Carbon Capture, Use & Storage (CCUS) is Really Impractical — Way Too Costly

by Duane Nichols on October 31, 2021

CCUS Would Be Necessary Were It Not For Renewable Energy & Conservation

New report argues carbon capture, use and storage technologies too costly for WV & nation

From an Article by Mike Tony, Charleston Gazette Mail, October 7, 2021

The drawbacks of a technology that West Virginia’s members of Congress and some clean energy proponents have embraced as key to reducing carbon dioxide emissions far outweigh its benefits, a new Appalachia-focused report says.

The Ohio River Valley Institute, a Johnstown, Pennsylvania-based nonprofit think tank, released a report Thursday arguing that carbon capture, use and sequestration technology would heavily burden taxpayers and block renewable resource development.

The report contends that the technology used to gather and compress carbon from emission sources for reuse or underground storage so it will not reenter the atmosphere is a needlessly costly approach to removing emissions from the nation’s power system.

Researchers found that deploying carbon capture, use and storage technology at current costs and at the current share of electricity generated from coal and natural gas would increase the annual retail price of electricity 24.7%.

West Virginia would see an estimated 63% annual electricity bill hike — the country’s highest.

But Sean O’Leary, Ohio River Valley Institute senior researcher and lead author of the report, acknowledged Thursday that Congress has moved closer to subsidizing carbon capture, use and storage technology through federal tax dollars instead.

“[T]he costs would land on consumers one way or the other,” O’Leary said. “They almost certainly will never show up in electric bills. That’s because the market has already passed judgment on this and has demonstrated that it would be a stupid thing to do.”

Expensive and unproven at commercial scale, the technology is seen by some clean energy supporters as critical in the struggle to slow climate change.

Politicians representing constituencies like West Virginia, where coal still plays a major role in the economy and electric generation, have embraced developing carbon capture, use and storage technologies as a way to keep coal in the energy mix amid the country’s shift toward reducing emissions and the rise of renewable resource use.

“I think we can all see what the potential political appeal of it is,” O’Leary said.

The report released Thursday highlights bills, introduced by Democrats and Republicans alike, under consideration in Congress that would amend the federal tax code that covers carbon capture, use and sequestration to encourage more deployment of such technologies.

Rep.
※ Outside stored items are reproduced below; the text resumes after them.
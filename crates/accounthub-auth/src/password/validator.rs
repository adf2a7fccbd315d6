//! Password policy enforcement for new passwords.

use accounthub_core::config::auth::AuthConfig;
use accounthub_core::error::AppError;

/// Validates password strength against configured policies.
#[derive(Debug, Clone)]
pub struct PasswordValidator {
    /// Minimum password length.
    min_length: usize,
}

impl PasswordValidator {
    /// Creates a new validator from auth configuration.
    pub fn new(config: &AuthConfig) -> Self {
        Self {
            min_length: config.password_min_length,
        }
    }

    /// Validates a password against all configured policies.
    ///
    /// Returns `Ok(())` if the password meets all requirements,
    /// or an error describing the first violation found.
    pub fn validate(&self, password: &str) -> Result<(), AppError> {
        if password.len() < self.min_length {
            return Err(AppError::validation(format!(
                "Password must be at least {} characters long",
                self.min_length
            )));
        }

        // Use zxcvbn for entropy check
        let estimate = zxcvbn::zxcvbn(password, &[]);
        if estimate.score() < zxcvbn::Score::Two {
            return Err(AppError::validation(
                "Password is too weak. Please use a stronger password with more entropy.",
            ));
        }

        Ok(())
    }

    /// Validates that a new password differs from the old one.
    pub fn validate_not_same(
        &self,
        old_password: &str,
        new_password: &str,
    ) -> Result<(), AppError> {
        if old_password == new_password {
            return Err(AppError::validation(
                "New password must be different from the current password",
            ));
        }
        Ok(())
    }
}

#[cfg(test)]
mod tests {
    use super::*;

    fn validator() -> PasswordValidator {
        PasswordValidator::new(&AuthConfig::default())
    }

    #[test]
    fn test_too_short() {
        assert!(validator().validate("abc").is_err());
    }

    #[test]
    fn test_weak_password_rejected() {
        assert!(validator().validate("password").is_err());
    }

    #[test]
    fn test_strong_password_accepted() {
        assert!(validator().validate("tr0ub4dor&3 horse").is_ok());
    }

    #[test]
    fn test_same_password_rejected() {
        assert!(validator().validate_not_same("secret", "secret").is_err());
        assert!(validator().validate_not_same("old", "new").is_ok());
    }
}
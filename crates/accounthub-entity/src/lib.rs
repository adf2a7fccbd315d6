//! # accounthub-entity
//!
//! Domain entity models for Accounthub. Every struct in this crate
//! represents a database table row or a domain value object. All entities
//! derive `Debug`, `Clone`, `Serialize`, `Deserialize`, and database
//! entities additionally derive `sqlx::FromRow`.

pub mod reset;
pub mod stats;
pub mod user;
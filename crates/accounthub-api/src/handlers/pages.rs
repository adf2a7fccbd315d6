//! Minimal page handlers for the gateway-governed surface.
//!
//! The application's real UI is rendered client-side; these handlers serve
//! placeholder shells. What matters is that every one of them sits behind
//! the gateway middleware, which has already decided the request may
//! proceed by the time a handler runs.

use axum::response::Html;

/// GET /
pub async fn landing() -> Html<&'static str> {
    Html("<h1>Accounthub</h1><p><a href=\"/login\">Sign in</a> or <a href=\"/register\">create an account</a>.</p>")
}

/// GET /login
pub async fn login() -> Html<&'static str> {
    Html("<h1>Sign in</h1>")
}

/// GET /register
pub async fn register() -> Html<&'static str> {
    Html("<h1>Create an account</h1>")
}

/// GET /reset-password
pub async fn reset_password() -> Html<&'static str> {
    Html("<h1>Reset your password</h1>")
}

/// GET /dashboard
pub async fn dashboard() -> Html<&'static str> {
    Html("<h1>Dashboard</h1>")
}

/// GET /profile
pub async fn profile() -> Html<&'static str> {
    Html("<h1>Profile</h1>")
}

/// GET /admin/dashboard
pub async fn admin_dashboard() -> Html<&'static str> {
    Html("<h1>Admin dashboard</h1>")
}

/// GET /admin/profile
pub async fn admin_profile() -> Html<&'static str> {
    Html("<h1>Admin profile</h1>")
}
//! Account services: profile, registration, credentials, password reset.

pub mod reset;
pub mod service;

pub use reset::{ResetMailer, ResetService};
pub use service::AccountService;
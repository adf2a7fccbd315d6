//! Convenience result type alias for Accounthub.

use crate::error::AppError;

/// A specialized `Result` type for Accounthub operations.
///
/// This is defined as a convenience so that every crate does not need to
/// write `Result<T, AppError>` explicitly.
pub type AppResult<T> = Result<T, AppError>;
//! Cache provider trait for pluggable caching backends.

use std::time::Duration;

use async_trait::async_trait;

use crate::result::AppResult;

/// Trait for cache backends (Redis or in-memory).
///
/// All values are serialized as strings (JSON). The cache provider is
/// responsible for key prefixing and TTL enforcement. Entries are advisory:
/// a read past an entry's TTL is a miss, never a stale hit, and call sites
/// must treat any cache failure as a miss rather than a request failure.
#[async_trait]
pub trait CacheProvider: Send + Sync + std::fmt::Debug + 'static {
    /// Get a value by key. Returns `None` if the key does not exist or has expired.
    async fn get(&self, key: &str) -> AppResult<Option<String>>;

    /// Set a value with a TTL. The entry must be unreadable once `ttl` elapses.
    async fn set(&self, key: &str, value: &str, ttl: Duration) -> AppResult<()>;

    /// Set a value with the default TTL.
    async fn set_default(&self, key: &str, value: &str) -> AppResult<()>;

    /// Delete a key from the cache. Deleting an absent key is not an error.
    async fn delete(&self, key: &str) -> AppResult<()>;

    /// Check whether a key exists in the cache.
    async fn exists(&self, key: &str) -> AppResult<bool>;

    /// Get a typed value by deserializing from JSON.
    async fn get_json<T: serde::de::DeserializeOwned + Send>(
        &self,
        key: &str,
    ) -> AppResult<Option<T>>
    where
        Self: Sized,
    {
        match self.get(key).await? {
            Some(value) => {
                let parsed = serde_json::from_str(&value)?;
                Ok(Some(parsed))
            }
            None => Ok(None),
        }
    }

    /// Set a typed value by serializing to JSON.
    async fn set_json<T: serde::Serialize + Send + Sync>(
        &self,
        key: &str,
        value: &T,
        ttl: Duration,
    ) -> AppResult<()>
    where
        Self: Sized,
    {
        let json = serde_json::to_string(value)?;
        self.set(key, &json, ttl).await
    }

    /// Check that the cache backend is reachable.
    async fn health_check(&self) -> AppResult<bool>;

    /// Flush all entries from the cache.
    async fn flush_all(&self) -> AppResult<()>;
}
//! Narrow persistence seam for reset tokens.
//!
//! The store exposes only the operations the lifecycle needs: lookup by
//! identifier+token, atomic rotation (delete-by-identifier plus insert),
//! idempotent deletion, and an expiry sweep. Keeping the seam this narrow
//! lets tests run against an in-memory implementation.

use async_trait::async_trait;

use accounthub_core::result::AppResult;
use accounthub_database::repositories::reset_token::ResetTokenRepository;
use accounthub_entity::reset::ResetToken;

/// Persistence operations required by the reset-token lifecycle.
#[async_trait]
pub trait ResetTokenStore: Send + Sync + 'static {
    /// Find the non-expired row matching both identifier and token exactly.
    async fn find_valid(&self, identifier: &str, token: &str) -> AppResult<Option<ResetToken>>;

    /// Atomically delete all rows for the record's identifier and insert the
    /// record. The two writes must be a single unit so concurrent issuance
    /// can never leave two valid tokens for one identifier.
    async fn replace(&self, record: &ResetToken) -> AppResult<()>;

    /// Delete the row matching identifier and token. Returns `true` if a
    /// row was deleted; deleting an absent row is a no-op, not an error.
    async fn delete(&self, identifier: &str, token: &str) -> AppResult<bool>;

    /// Delete all expired rows, returning how many were removed.
    async fn delete_expired(&self) -> AppResult<u64>;
}

#[async_trait]
impl ResetTokenStore for ResetTokenRepository {
    async fn find_valid(&self, identifier: &str, token: &str) -> AppResult<Option<ResetToken>> {
        ResetTokenRepository::find_valid(self, identifier, token).await
    }

    async fn replace(&self, record: &ResetToken) -> AppResult<()> {
        ResetTokenRepository::replace(self, record).await
    }

    async fn delete(&self, identifier: &str, token: &str) -> AppResult<bool> {
        ResetTokenRepository::delete(self, identifier, token).await
    }

    async fn delete_expired(&self) -> AppResult<u64> {
        ResetTokenRepository::delete_expired(self).await
    }
}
David McKinley, R-W.Va., is lead sponsor of three of them, including a bill introduced in February, HR 1062, that would extend the date for projects to begin construction to claim a tax credit for carbon sequestration by 10 years and include a direct payment mechanism for the tax credit.

The International Energy Agency last year said carbon capture, use and storage technologies are the only group of technologies that contributes to reducing emissions in key sectors directly and to removing carbon dioxide from the atmosphere to balance the emissions that are hardest to prevent.
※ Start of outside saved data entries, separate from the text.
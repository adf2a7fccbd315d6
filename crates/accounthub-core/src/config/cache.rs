//! Cache provider configuration.

use serde::{Deserialize, Serialize};

/// Top-level cache configuration.
#[derive(Debug, Clone, Serialize, Deserialize)]
pub struct CacheConfig {
    /// Cache provider type: `"memory"` or `"redis"`.
    #[serde(default = "default_provider")]
    pub provider: String,
    /// Default TTL for cached entries in seconds.
    #[serde(default = "default_ttl")]
    pub default_ttl_seconds: u64,
    /// Redis-specific cache configuration.
    #[serde(default)]
    pub redis: RedisCacheConfig,
    /// In-memory cache configuration.
    #[serde(default)]
    pub memory: MemoryCacheConfig,
}

impl Default for CacheConfig {
    fn default() -> Self {
        Self {
            provider: default_provider(),
            default_ttl_seconds: default_ttl(),
            redis: RedisCacheConfig::default(),
            memory: MemoryCacheConfig::default(),
        }
    }
}

/// Redis cache backend configuration.
#[derive(Debug, Clone, Serialize, Deserialize)]
pub struct RedisCacheConfig {
    /// Redis connection URL.
    #[serde(default = "default_redis_url")]
    pub url: String,
    /// Key prefix for all Accounthub cache keys.
    #[serde(default = "default_key_prefix")]
    pub key_prefix: String,
}

impl Default for RedisCacheConfig {
    fn default() -> Self {
        Self {
            url: default_redis_url(),
            key_prefix: default_key_prefix(),
        }
    }
}

/// In-memory cache backend configuration.
#[derive(Debug, Clone, Serialize, Deserialize)]
pub struct MemoryCacheConfig {
    /// Maximum number of entries in the cache.
    #[serde(default = "default_max_capacity")]
    pub max_capacity: u64,
}

impl Default for MemoryCacheConfig {
    fn default() -> Self {
        Self {
            max_capacity: default_max_capacity(),
        }
    }
}

fn default_provider() -> String {
    "memory".to_string()
}

fn default_ttl() -> u64 {
    300
}

fn default_redis_url() -> String {
    "redis://localhost:6379".to_string()
}

fn default_key_prefix() -> String {
    "accounthub:".to_string()
}

fn default_max_capacity() -> u64 {
    10000
}
//! Accounthub server — account management backend.
//!
//! Main entry point that wires all crates together and starts the server.

use std::sync::Arc;

use tracing_subscriber::{EnvFilter, fmt};

use accounthub_core::config::AppConfig;
use accounthub_core::error::AppError;

#[tokio::main]
async fn main() {
    let config = match load_configuration() {
        Ok(c) => c,
        Err(e) => {
            eprintln!("Failed to load configuration: {}", e);
            std::process::exit(1);
        }
    };

    init_logging(&config);

    if let Err(e) = run(config).await {
        tracing::error!("Server error: {}", e);
        std::process::exit(1);
    }
}

/// Load configuration from file and environment
fn load_configuration() -> Result<AppConfig, AppError> {
    let env = std::env::var("ACCOUNTHUB_ENV").unwrap_or_else(|_| "development".to_string());
    AppConfig::load(&env)
}

/// Initialize tracing/logging
fn init_logging(config: &AppConfig) {
    let filter =
        EnvFilter::try_from_default_env().unwrap_or_else(|_| EnvFilter::new(&config.logging.level));

    match config.logging.format.as_str() {
        "json" => {
            fmt()
                .json()
                .with_env_filter(filter)
                .with_target(true)
                .init();
        }
        _ => {
            fmt().pretty().with_env_filter(filter).with_target(true).init();
        }
    }
}

/// Main server run function
async fn run(config: AppConfig) -> Result<(), AppError> {
    tracing::info!("Starting Accounthub v{}", env!("CARGO_PKG_VERSION"));

    // ── Step 1: Database connection + migrations ─────────────────
    let db = accounthub_database::connection::DatabasePool::connect(&config.database).await?;
    let db_pool = db.into_pool();

    tracing::info!("Running database migrations...");
    accounthub_database::migration::run_migrations(&db_pool).await?;

    // ── Step 2: Initialize cache ─────────────────────────────────
    tracing::info!(
        "Initializing cache (provider: {})...",
        config.cache.provider
    );
    let cache = accounthub_cache::provider::CacheManager::new(&config.cache).await?;
    let cache = Arc::new(cache);

    // ── Step 3: Initialize repositories ──────────────────────────
    let user_repo = Arc::new(accounthub_database::repositories::user::UserRepository::new(
        db_pool.clone(),
    ));
    let reset_repo = Arc::new(
        accounthub_database::repositories::reset_token::ResetTokenRepository::new(db_pool.clone()),
    );

    // ── Step 4: Initialize auth system ───────────────────────────
    let password_hasher = Arc::new(accounthub_auth::password::hasher::PasswordHasher::new());
    let password_validator = Arc::new(
        accounthub_auth::password::validator::PasswordValidator::new(&config.auth),
    );
    let jwt_encoder = Arc::new(accounthub_auth::jwt::encoder::JwtEncoder::new(&config.auth));
    let jwt_decoder = Arc::new(accounthub_auth::jwt::decoder::JwtDecoder::new(&config.auth));
    let gateway = Arc::new(accounthub_auth::gateway::Gateway::new());

    let reset_manager = Arc::new(accounthub_auth::reset::manager::ResetTokenManager::new(
        Arc::clone(&reset_repo) as Arc<dyn accounthub_auth::reset::ResetTokenStore>,
        &config.auth,
    ));

    // ── Step 5: Initialize services ──────────────────────────────
    let account_service = Arc::new(accounthub_service::account::service::AccountService::new(
        Arc::clone(&user_repo),
        Arc::clone(&password_hasher),
        Arc::clone(&password_validator),
    ));
    let reset_service = Arc::new(accounthub_service::account::reset::ResetService::new(
        Arc::clone(&reset_manager),
        Arc::clone(&user_repo),
        Arc::clone(&password_hasher),
        Arc::clone(&password_validator),
        Arc::new(accounthub_service::account::reset::LogMailer),
    ));
    let stats_service = Arc::new(accounthub_service::stats::service::StatsService::new(
        Arc::clone(&user_repo) as Arc<dyn accounthub_service::stats::UserCounts>,
        Arc::clone(&cache),
    ));

    // Reclaim storage from tokens that expired while the server was down.
    let swept = reset_service.sweep_expired_tokens().await?;
    if swept > 0 {
        tracing::info!(swept, "Removed expired reset tokens");
    }

    // ── Step 6: Build and start HTTP server ──────────────────────
    let app_state = accounthub_api::state::AppState {
        config: Arc::new(config.clone()),
        db_pool: db_pool.clone(),
        cache,
        gateway,
        jwt_encoder,
        jwt_decoder,
        password_hasher,
        user_repo,
        reset_repo,
        account_service,
        reset_service,
        stats_service,
    };

    let app = accounthub_api::router::build_router(app_state);

    let addr = format!("{}:{}", config.server.host, config.server.port);
    let listener = tokio::net::TcpListener::bind(&addr)
        .await
        .map_err(|e| AppError::internal(format!("Failed to bind {}: {}", addr, e)))?;

    tracing::info!("Accounthub server listening on {}", addr);

    let server = axum::serve(listener, app).with_graceful_shutdown(shutdown_signal());

    server
        .await
        .map_err(|e| AppError::internal(format!("Server error: {}", e)))?;

    tracing::info!("Accounthub server shut down gracefully");
    Ok(())
}

/// Wait for shutdown signal (Ctrl+C or SIGTERM)
async fn shutdown_signal() {
    let ctrl_c = async {
        tokio::signal::ctrl_c()
            .await
            .expect("Failed to install Ctrl+C handler");
    };

    #[cfg(unix)]
    let terminate = async {
        tokio::signal::unix::signal(tokio::signal::unix::SignalKind::terminate())
            .expect("Failed to install SIGTERM handler")
            .recv()
            .await;
    };

    #[cfg(not(unix))]
    let terminate = std::future::pending::<()>();

    tokio::select! {
        _ = ctrl_c => {},
        _ = terminate => {},
    }
}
The number of potential carbon capture, use and storage projects announced since a 2018 tax credit expansion for those technologies has grown to more than 30, according to a database maintained by the Clean Air Task Force, a nonprofit that advocates for clean air measures.
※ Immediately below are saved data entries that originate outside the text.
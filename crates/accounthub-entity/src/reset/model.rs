//! Password-reset token entity model.

use chrono::{DateTime, Utc};
use serde::{Deserialize, Serialize};
use sqlx::FromRow;

/// A single-use, time-bounded credential authorizing one password change.
///
/// At most one valid token exists per identifier at any time; issuing a new
/// token replaces all prior tokens for the identifier.
#[derive(Debug, Clone, Serialize, Deserialize, FromRow)]
pub struct ResetToken {
    /// The email address the token was issued for.
    pub identifier: String,
    /// Opaque URL-safe token value.
    pub token: String,
    /// When the token stops being accepted.
    pub expires_at: DateTime<Utc>,
}

impl ResetToken {
    /// Check whether the token has expired as of `now`.
    pub fn is_expired(&self, now: DateTime<Utc>) -> bool {
        self.expires_at <= now
    }
}

#[cfg(test)]
mod tests {
    use super::*;
    use chrono::Duration;

    #[test]
    fn test_is_expired() {
        let now = Utc::now();
        let live = ResetToken {
            identifier: "a@example.com".into(),
            token: "tok".into(),
            expires_at: now + Duration::hours(1),
        };
        let dead = ResetToken {
            identifier: "a@example.com".into(),
            token: "tok".into(),
            expires_at: now - Duration::seconds(1),
        };
        assert!(!live.is_expired(now));
        assert!(dead.is_expired(now));
    }
}
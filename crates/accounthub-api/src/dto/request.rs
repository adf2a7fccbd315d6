//! Request DTOs with validation.

use serde::{Deserialize, Serialize};
use validator::Validate;

/// Registration request body.
#[derive(Debug, Clone, Serialize, Deserialize, Validate)]
pub struct RegisterRequest {
    /// Display name.
    pub name: Option<String>,
    /// Email address.
    #[validate(email(message = "Invalid email address"))]
    pub email: String,
    /// Password.
    #[validate(length(min = 8, message = "Password must be at least 8 characters long"))]
    pub password: String,
}

/// Login request body.
#[derive(Debug, Clone, Serialize, Deserialize, Validate)]
pub struct LoginRequest {
    /// Email address.
    #[validate(length(min = 1, message = "Email is required"))]
    pub email: String,
    /// Password.
    #[validate(length(min = 1, message = "Password is required"))]
    pub password: String,
}

/// Password reset request body.
#[derive(Debug, Clone, Serialize, Deserialize, Validate)]
pub struct ResetRequest {
    /// Email address.
    #[validate(length(min = 1, message = "Email is required"))]
    pub email: String,
}

/// Password reset confirmation body.
#[derive(Debug, Clone, Serialize, Deserialize, Validate)]
pub struct ResetConfirmRequest {
    /// Email address.
    #[validate(length(min = 1, message = "Email is required"))]
    pub email: String,
    /// The reset token from the email.
    #[validate(length(min = 1, message = "Token is required"))]
    pub token: String,
    /// The new password.
    #[validate(length(min = 8, message = "Password must be at least 8 characters long"))]
    pub password: String,
}

/// Update profile request.
#[derive(Debug, Clone, Serialize, Deserialize)]
pub struct UpdateProfileRequest {
    /// Display name.
    pub name: Option<String>,
    /// Email.
    pub email: Option<String>,
}

/// Password change request.
#[derive(Debug, Clone, Serialize, Deserialize, Validate)]
pub struct ChangePasswordRequest {
    /// Current password.
    #[validate(length(min = 1, message = "Current password is required"))]
    pub current_password: String,
    /// New password.
    #[validate(length(min = 8, message = "Password must be at least 8 characters long"))]
    pub new_password: String,
}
Sens. Joe Manchin, D-W.Va., and Shelley Moore Capito, R-W.Va., in a joint statement Thursday, welcomed a $1.5 million award from the National Science Foundation to the West Virginia University Research Corp. to support a team from WVU, the University of Louisiana at Lafayette, the University of New Mexico and New Mexico State University in focusing on developing manufacturing processes to advance carbon capture and use.

O’Leary argued Thursday that public funding for carbon capture, use and storage research should be commensurate to what he sees as the economically plausible role for such technologies, which he views as limited to industries that are hard to decarbonize, like making steel and cement.

“There is actually a fairly vigorous debate going on about CCUS [carbon capture, use and storage] right now,” O’Leary said of academia’s approach toward the technologies.

But based on an analysis of federal Energy Information Administration data and past research about added costs of implementing carbon capture, use and storage in the power sector, Thursday’s report is clear about which side it comes down on.

“[T]he public and not the industry will eat the vast majority of the cost,” the report concludes.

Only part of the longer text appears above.